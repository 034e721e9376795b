//! Mounted-share backend
//!
//! Treats `<address>/<share>` as the root of a share that the operating system
//! has already mounted (kernel SMB or NFS client). Sessions and trees are
//! lightweight here, but every file operation goes through the mount and so
//! still exercises the remote server.

use super::{
    AccessIntent, CreateDisposition, Credentials, RemoteFile, SessionError, SessionResult,
    ShareConnector, ShareSession, ShareTree,
};
use std::fs::{self, File, OpenOptions};
use std::io::ErrorKind;
use std::os::unix::fs::FileExt;
use std::path::{Component, Path, PathBuf};
use std::sync::Arc;

/// Connector for shares mounted on the local filesystem
#[derive(Debug, Default, Clone)]
pub struct LocalConnector;

impl LocalConnector {
    pub fn new() -> Self {
        Self
    }
}

impl ShareConnector for LocalConnector {
    fn connect(&self, address: &str, _credentials: &Credentials) -> SessionResult<Box<dyn ShareSession>> {
        let root = PathBuf::from(address);
        match fs::metadata(&root) {
            Ok(meta) if meta.is_dir() => Ok(Box::new(LocalSession { root })),
            Ok(_) => Err(SessionError::Connect {
                address: address.to_string(),
                reason: "not a directory".to_string(),
            }),
            Err(e) => Err(SessionError::Connect {
                address: address.to_string(),
                reason: e.to_string(),
            }),
        }
    }

    fn name(&self) -> &'static str {
        "local"
    }
}

struct LocalSession {
    root: PathBuf,
}

impl ShareSession for LocalSession {
    fn attach(&mut self, share: &str) -> SessionResult<Arc<dyn ShareTree>> {
        let share_root = self.root.join(share);
        match fs::metadata(&share_root) {
            Ok(meta) if meta.is_dir() => Ok(Arc::new(LocalTree { root: share_root })),
            Ok(_) => Err(SessionError::Attach {
                share: share.to_string(),
                reason: "not a directory".to_string(),
            }),
            Err(e) => Err(SessionError::Attach {
                share: share.to_string(),
                reason: e.to_string(),
            }),
        }
    }

    fn disconnect(&mut self) -> SessionResult<()> {
        Ok(())
    }
}

struct LocalTree {
    root: PathBuf,
}

impl LocalTree {
    /// Resolve a share-relative path, refusing anything that escapes the share
    fn resolve(&self, path: &str) -> SessionResult<PathBuf> {
        let relative = Path::new(path);
        for component in relative.components() {
            match component {
                Component::Normal(_) | Component::CurDir => {}
                _ => {
                    return Err(SessionError::Permanent(format!(
                        "path escapes share root: {}",
                        path
                    )))
                }
            }
        }
        Ok(self.root.join(relative))
    }
}

impl ShareTree for LocalTree {
    fn open(
        &self,
        path: &str,
        access: AccessIntent,
        disposition: CreateDisposition,
    ) -> SessionResult<Box<dyn RemoteFile>> {
        let full = self.resolve(path)?;

        if disposition == CreateDisposition::OpenOrCreateDirectory {
            fs::create_dir_all(&full)?;
            return Ok(Box::new(LocalFile {
                path: full,
                file: None,
                delete_on_close: false,
            }));
        }

        let mut options = OpenOptions::new();
        match access {
            AccessIntent::Read | AccessIntent::Delete => {
                options.read(true);
            }
            AccessIntent::Write => {
                options.write(true);
            }
            AccessIntent::ReadWrite => {
                options.read(true).write(true);
            }
        }
        if disposition == CreateDisposition::CreateOrOverwrite {
            options.write(true).create(true).truncate(true);
        }

        let file = options.open(&full).map_err(|e| match e.kind() {
            ErrorKind::NotFound => SessionError::NotFound(path.to_string()),
            _ => SessionError::Io(e),
        })?;

        Ok(Box::new(LocalFile {
            path: full,
            file: Some(file),
            delete_on_close: access == AccessIntent::Delete,
        }))
    }

    fn disconnect(&self) -> SessionResult<()> {
        Ok(())
    }
}

struct LocalFile {
    path: PathBuf,
    /// `None` for directory handles
    file: Option<File>,
    delete_on_close: bool,
}

impl LocalFile {
    fn file(&self) -> SessionResult<&File> {
        self.file.as_ref().ok_or_else(|| {
            SessionError::Permanent(format!("{} is a directory handle", self.path.display()))
        })
    }
}

impl RemoteFile for LocalFile {
    fn read_at(&self, offset: u64, length: usize) -> SessionResult<Vec<u8>> {
        let mut buf = vec![0u8; length];
        let n = self.file()?.read_at(&mut buf, offset)?;
        if n == 0 && length > 0 {
            return Err(SessionError::EndOfFile);
        }
        buf.truncate(n);
        Ok(buf)
    }

    fn write_at(&self, offset: u64, data: &[u8]) -> SessionResult<usize> {
        Ok(self.file()?.write_at(data, offset)?)
    }

    fn end_of_file(&self) -> SessionResult<u64> {
        Ok(fs::metadata(&self.path)?.len())
    }

    fn flush(&self) -> SessionResult<()> {
        match &self.file {
            Some(file) => Ok(file.sync_data()?),
            None => Ok(()),
        }
    }

    fn close(self: Box<Self>) -> SessionResult<()> {
        let LocalFile { path, file, delete_on_close } = *self;
        drop(file);
        if delete_on_close {
            fs::remove_file(&path)?;
        }
        Ok(())
    }
}

#[cfg(test)]
mod tests {
    use super::*;
    use tempfile::TempDir;

    fn attach(dir: &TempDir) -> Arc<dyn ShareTree> {
        fs::create_dir(dir.path().join("share")).unwrap();
        let connector = LocalConnector::new();
        let mut session = connector
            .connect(dir.path().to_str().unwrap(), &Credentials::default())
            .unwrap();
        session.attach("share").unwrap()
    }

    #[test]
    fn test_connect_missing_root() {
        let connector = LocalConnector::new();
        let result = connector.connect("/nonexistent/tempest/root", &Credentials::default());
        assert!(matches!(result, Err(SessionError::Connect { .. })));
    }

    #[test]
    fn test_attach_missing_share() {
        let dir = TempDir::new().unwrap();
        let connector = LocalConnector::new();
        let mut session = connector
            .connect(dir.path().to_str().unwrap(), &Credentials::default())
            .unwrap();
        assert!(matches!(session.attach("nope"), Err(SessionError::Attach { .. })));
    }

    #[test]
    fn test_write_then_read() {
        let dir = TempDir::new().unwrap();
        let tree = attach(&dir);

        tree.open("client", AccessIntent::ReadWrite, CreateDisposition::OpenOrCreateDirectory)
            .unwrap()
            .close()
            .unwrap();

        let file = tree
            .open("client/data.0", AccessIntent::ReadWrite, CreateDisposition::CreateOrOverwrite)
            .unwrap();
        assert_eq!(file.write_at(0, b"hello world").unwrap(), 11);
        file.flush().unwrap();
        assert_eq!(file.end_of_file().unwrap(), 11);
        file.close().unwrap();

        let file = tree
            .open("client/data.0", AccessIntent::Read, CreateDisposition::OpenExisting)
            .unwrap();
        assert_eq!(file.read_at(6, 64).unwrap(), b"world");
        assert!(file.read_at(11, 64).unwrap_err().is_end_of_file());
        file.close().unwrap();
    }

    #[test]
    fn test_open_missing_file() {
        let dir = TempDir::new().unwrap();
        let tree = attach(&dir);
        let result = tree.open("missing", AccessIntent::Read, CreateDisposition::OpenExisting);
        assert!(matches!(result, Err(SessionError::NotFound(_))));
    }

    #[test]
    fn test_delete_on_close() {
        let dir = TempDir::new().unwrap();
        let tree = attach(&dir);
        tree.open("victim", AccessIntent::Write, CreateDisposition::CreateOrOverwrite)
            .unwrap()
            .close()
            .unwrap();
        assert!(dir.path().join("share/victim").exists());

        tree.open("victim", AccessIntent::Delete, CreateDisposition::OpenExisting)
            .unwrap()
            .close()
            .unwrap();
        assert!(!dir.path().join("share/victim").exists());
    }

    #[test]
    fn test_path_escape_rejected() {
        let dir = TempDir::new().unwrap();
        let tree = attach(&dir);
        let result = tree.open("../outside", AccessIntent::Write, CreateDisposition::CreateOrOverwrite);
        assert!(matches!(result, Err(SessionError::Permanent(_))));
    }
}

====

▶ [Required work]: Write every entry out again exactly.

▶ [Result]:
repository 034e721e9376795b
//! Mounted-share backend
//!
//! Treats `<address>/<share>` as the root of a share that the operating system
//! has already mounted (kernel SMB or NFS client). Sessions and trees are
//! lightweight here, but every file operation goes through the mount and so
//! still exercises the remote server.

use super::{
    AccessIntent, CreateDisposition, Credentials, RemoteFile, SessionError, SessionResult,
    ShareConnector, ShareSession, ShareTree,
};
use std::fs::{self, File, OpenOptions};
use std::io::ErrorKind;
use std::os::unix::fs::FileExt;
use std::path::{Component, Path, PathBuf};
use std::sync::Arc;

/// Connector for shares mounted on the local filesystem
#[derive(Debug, Default, Clone)]
pub struct LocalConnector;

impl LocalConnector {
    pub fn new() -> Self {
        Self
    }
}

impl ShareConnector for LocalConnector {
    fn connect(&self, address: &str, _credentials: &Credentials) -> SessionResult<Box<dyn ShareSession>> {
        let root = PathBuf::from(address);
        match fs::metadata(&root) {
            Ok(meta) if meta.is_dir() => Ok(Box::new(LocalSession { root })),
            Ok(_) => Err(SessionError::Connect {
                address: address.to_string(),
                reason: "not a directory".to_string(),
            }),
            Err(e) => Err(SessionError::Connect {
                address: address.to_string(),
                reason: e.to_string(),
            }),
        }
    }

    fn name(&self) -> &'static str {
        "local"
    }
}

struct LocalSession {
    root: PathBuf,
}

impl ShareSession for LocalSession {
    fn attach(&mut self, share: &str) -> SessionResult<Arc<dyn ShareTree>> {
        let share_root = self.root.join(share);
        match fs::metadata(&share_root) {
            Ok(meta) if meta.is_dir() => Ok(Arc::new(LocalTree { root: share_root })),
            Ok(_) => Err(SessionError::Attach {
                share: share.to_string(),
                reason: "not a directory".to_string(),
            }),
            Err(e) => Err(SessionError::Attach {
                share: share.to_string(),
                reason: e.to_string(),
            }),
        }
    }

    fn disconnect(&mut self) -> SessionResult<()> {
        Ok(())
    }
}

struct LocalTree {
    root: PathBuf,
}

impl LocalTree {
    /// Resolve a share-relative path, refusing anything that escapes the share
    fn resolve(&self, path: &str) -> SessionResult<PathBuf> {
        let relative = Path::new(path);
        for component in relative.components() {
            match component {
                Component::Normal(_) | Component::CurDir => {}
                _ => {
                    return Err(SessionError::Permanent(format!(
                        "path escapes share root: {}",
                        path
                    )))
                }
            }
        }
        Ok(self.root.join(relative))
    }
}

impl ShareTree for LocalTree {
    fn open(
        &self,
        path: &str,
        access: AccessIntent,
        disposition: CreateDisposition,
    ) -> SessionResult<Box<dyn RemoteFile>> {
        let full = self.resolve(path)?;

        if disposition == CreateDisposition::OpenOrCreateDirectory {
            fs::create_dir_all(&full)?;
            return Ok(Box::new(LocalFile {
                path: full,
                file: None,
                delete_on_close: false,
            }));
        }

        let mut options = OpenOptions::new();
        match access {
            AccessIntent::Read | AccessIntent::Delete => {
                options.read(true);
            }
            AccessIntent::Write => {
                options.write(true);
            }
            AccessIntent::ReadWrite => {
                options.read(true).write(true);
            }
        }
        if disposition == CreateDisposition::CreateOrOverwrite {
            options.write(true).create(true).truncate(true);
        }

        let file = options.open(&full).map_err(|e| match e.kind() {
            ErrorKind::NotFound => SessionError::NotFound(path.to_string()),
            _ => SessionError::Io(e),
        })?;

        Ok(Box::new(LocalFile {
            path: full,
            file: Some(file),
            delete_on_close: access == AccessIntent::Delete,
        }))
    }

    fn disconnect(&self) -> SessionResult<()> {
        Ok(())
    }
}

struct LocalFile {
    path: PathBuf,
    /// `None` for directory handles
    file: Option<File>,
    delete_on_close: bool,
}

impl LocalFile {
    fn file(&self) -> SessionResult<&File> {
        self.file.as_ref().ok_or_else(|| {
            SessionError::Permanent(format!("{} is a directory handle", self.path.display()))
        })
    }
}

impl RemoteFile for LocalFile {
    fn read_at(&self, offset: u64, length: usize) -> SessionResult<Vec<u8>> {
        let mut buf = vec![0u8; length];
        let n = self.file()?.read_at(&mut buf, offset)?;
        if n == 0 && length > 0 {
            return Err(SessionError::EndOfFile);
        }
        buf.truncate(n);
        Ok(buf)
    }

    fn write_at(&self, offset: u64, data: &[u8]) -> SessionResult<usize> {
        Ok(self.file()?.write_at(data, offset)?)
    }

    fn end_of_file(&self) -> SessionResult<u64> {
        Ok(fs::metadata(&self.path)?.len())
    }

    fn flush(&self) -> SessionResult<()> {
        match &self.file {
            Some(file) => Ok(file.sync_data()?),
            None => Ok(()),
        }
    }

    fn close(self: Box<Self>) -> SessionResult<()> {
        let LocalFile { path, file, delete_on_close } = *self;
        drop(file);
        if delete_on_close {
            fs::remove_file(&path)?;
        }
        Ok(())
    }
}

#[cfg(test)]
mod tests {
    use super::*;
    use tempfile::TempDir;

    fn attach(dir: &TempDir) -> Arc<dyn ShareTree> {
        fs::create_dir(dir.path().join("share")).unwrap();
        let connector = LocalConnector::new();
        let mut session = connector
            .connect(dir.path().to_str().unwrap(), &Credentials::default())
            .unwrap();
        session.attach("share").unwrap()
    }

    #[test]
    fn test_connect_missing_root() {
        let connector = LocalConnector::new();
        let result = connector.connect("/nonexistent/tempest/root", &Credentials::default());
        assert!(matches!(result, Err(SessionError::Connect { .. })));
    }

    #[test]
    fn test_attach_missing_share() {
        let dir = TempDir::new().unwrap();
        let connector = LocalConnector::new();
        let mut session = connector
            .connect(dir.path().to_str().unwrap(), &Credentials::default())
            .unwrap();
        assert!(matches!(session.attach("nope"), Err(SessionError::Attach { .. })));
    }

    #[test]
    fn test_write_then_read() {
        let dir = TempDir::new().unwrap();
        let tree = attach(&dir);

        tree.open("client", AccessIntent::ReadWrite, CreateDisposition::OpenOrCreateDirectory)
            .unwrap()
            .close()
            .unwrap();

        let file = tree
            .open("client/data.0", AccessIntent::ReadWrite, CreateDisposition::CreateOrOverwrite)
            .unwrap();
        assert_eq!(file.write_at(0, b"hello world").unwrap(), 11);
        file.flush().unwrap();
        assert_eq!(file.end_of_file().unwrap(), 11);
        file.close().unwrap();

        let file = tree
            .open("client/data.0", AccessIntent::Read, CreateDisposition::OpenExisting)
            .unwrap();
        assert_eq!(file.read_at(6, 64).unwrap(), b"world");
        assert!(file.read_at(11, 64).unwrap_err().is_end_of_file());
        file.close().unwrap();
    }

    #[test]
    fn test_open_missing_file() {
        let dir = TempDir::new().unwrap();
        let tree = attach(&dir);
        let result = tree.open("missing", AccessIntent::Read, CreateDisposition::OpenExisting);
        assert!(matches!(result, Err(SessionError::NotFound(_))));
    }

    #[test]
    fn test_delete_on_close() {
        let dir = TempDir::new().unwrap();
        let tree = attach(&dir);
        tree.open("victim", AccessIntent::Write, CreateDisposition::CreateOrOverwrite)
            .unwrap()
            .close()
            .unwrap();
        assert!(dir.path().join("share/victim").exists());

        tree.open("victim", AccessIntent::Delete, CreateDisposition::OpenExisting)
            .unwrap()
            .close()
            .unwrap();
        assert!(!dir.path().join("share/victim").exists());
    }

    #[test]
    fn test_path_escape_rejected() {
        let dir = TempDir::new().unwrap();
        let tree = attach(&dir);
        let result = tree.open("../outside", AccessIntent::Write, CreateDisposition::CreateOrOverwrite);
        assert!(matches!(result, Err(SessionError::Permanent(_))));
    }
}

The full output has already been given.